An idea for a poetry outing in November: The Victorian Final of the Poetry Slam competition. The two top poets will go to the Sydney Opera House for the final for the chance to win the prize of $5,000. The audience decides who wins. I will phone to see how far in advance we need to book. If anyone is interested in competing, I think you have to qualify through the local rounds. There is one in Mornington, which might be the closest to us.
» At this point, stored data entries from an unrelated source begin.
//! Error types shared across the application.

use std::fmt::{Display, Formatter};

/// Shared application result type.
pub type Result<T> = std::result::Result<T, AppError>;

/// Application error enumeration covering all domain failure modes.
///
/// Only two kinds abort a run: [`AppError::Config`] (group mode enabled
/// without a group map, or an unreadable configuration) and
/// [`AppError::MissingPullRequest`] (the triggering event carries no
/// pull-request context). Everything else is logged and tolerated at the
/// call site.
#[derive(Debug)]
pub enum AppError {
    /// Configuration parsing or validation failure.
    Config(String),
    /// Event payload decoding failure.
    Event(String),
    /// Triggering event has no pull-request context.
    MissingPullRequest(String),
    /// GitHub REST API failure.
    Github(String),
    /// File-system or I/O operation failure.
    Io(String),
}

impl Display for AppError {
    fn fmt(&self, f: &mut Formatter<'_>) -> std::fmt::Result {
        match self {
            Self::Config(msg) => write!(f, "config: {msg}"),
            Self::Event(msg) => write!(f, "event: {msg}"),
            Self::MissingPullRequest(msg) => write!(f, "missing pull request: {msg}"),
            Self::Github(msg) => write!(f, "github: {msg}"),
            Self::Io(msg) => write!(f, "io: {msg}"),
        }
    }
}

impl std::error::Error for AppError {}

impl From<serde_yaml::Error> for AppError {
    fn from(err: serde_yaml::Error) -> Self {
        Self::Config(format!("invalid config: {err}"))
    }
}

impl From<serde_json::Error> for AppError {
    fn from(err: serde_json::Error) -> Self {
        Self::Event(format!("invalid event payload: {err}"))
    }
}

impl From<reqwest::Error> for AppError {
    fn from(err: reqwest::Error) -> Self {
        Self::Github(err.to_string())
    }
}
Here is the website address: http://www.slv.vic.gov.au/programs/literary/poetry_slam/

Victorian State Final


State Library of Victoria - Experimedia
328 Swanston St, Melbourne
Thursday 13 November, 6.30pm
Tickets: $12/$10/$8 (full/concession/Library Foundation members)
Drinks available for purchase
Bookings & inquiries: 8664 7016 or bookings@slv.vic.gov.au

Tuesday, 7 October 2008

A trial. No poetic words at all, just hope this arrives at the correct destination. Sandra.

Sunday, 5 October 2008

An item of possible interest

Melbourne International Arts Festival presents
Patti Smith & Philip Glass: Dedicated to Allen Ginsberg $75 / $56.25 / $25 / $67.50 groups 8+ WINE & DINE PACKAGES $7 / $25
13 October 2008Two friends come together for a rare and intimate evening of piano and poetry inspired by their passion for the work of seminal beat poet, the late Allen Ginsberg.

I have just noticed it tells you everything but WHERE. I will check my email and get back with the details.

When I checked for detail found more info. The time of show is 8.00pm and location is The Playhouse at the Arts Centre.

Two friends come together for a rare and intimate evening of piano and poetry inspired by their passion for the work of seminal beat poet, the late Allen Ginsberg.A friend and mentor to both Patti Smith and Philip Glass, Allen Ginsberg is one of the most influential poets of the 20th century, whose raging verse epitomised the Beat movement in the 1950s. Smith and Glass shepherded Ginsberg through his last rites and, as this event testifies, he remains a strong presence in their lives.
In this moving performance event, Smith reads a selection of Ginsberg's poetry and her own writings about and influenced by him while Philip Glass performs original compositions on solo piano to accompany the poetry.
Smith was a published poet before she ever hit the stage and then, when she did, her early performances were in fact poetry readings with raw musical accompaniment. Along with William Blake, Arthur Rimbaud and William S Burroughs, Allen Ginsberg was a huge creative influence. Smith befriended Ginsberg who had started to explore his own career in music. The two even performed together on occasion. Glass also collaborated closely with the poet on various projects, including the multimedia stage production Hydrogen Jukebox.



Friday, 3 October 2008

Cecilia seemed to be interested in publishing avenues, so I thought I would post a couple of links that might be useful.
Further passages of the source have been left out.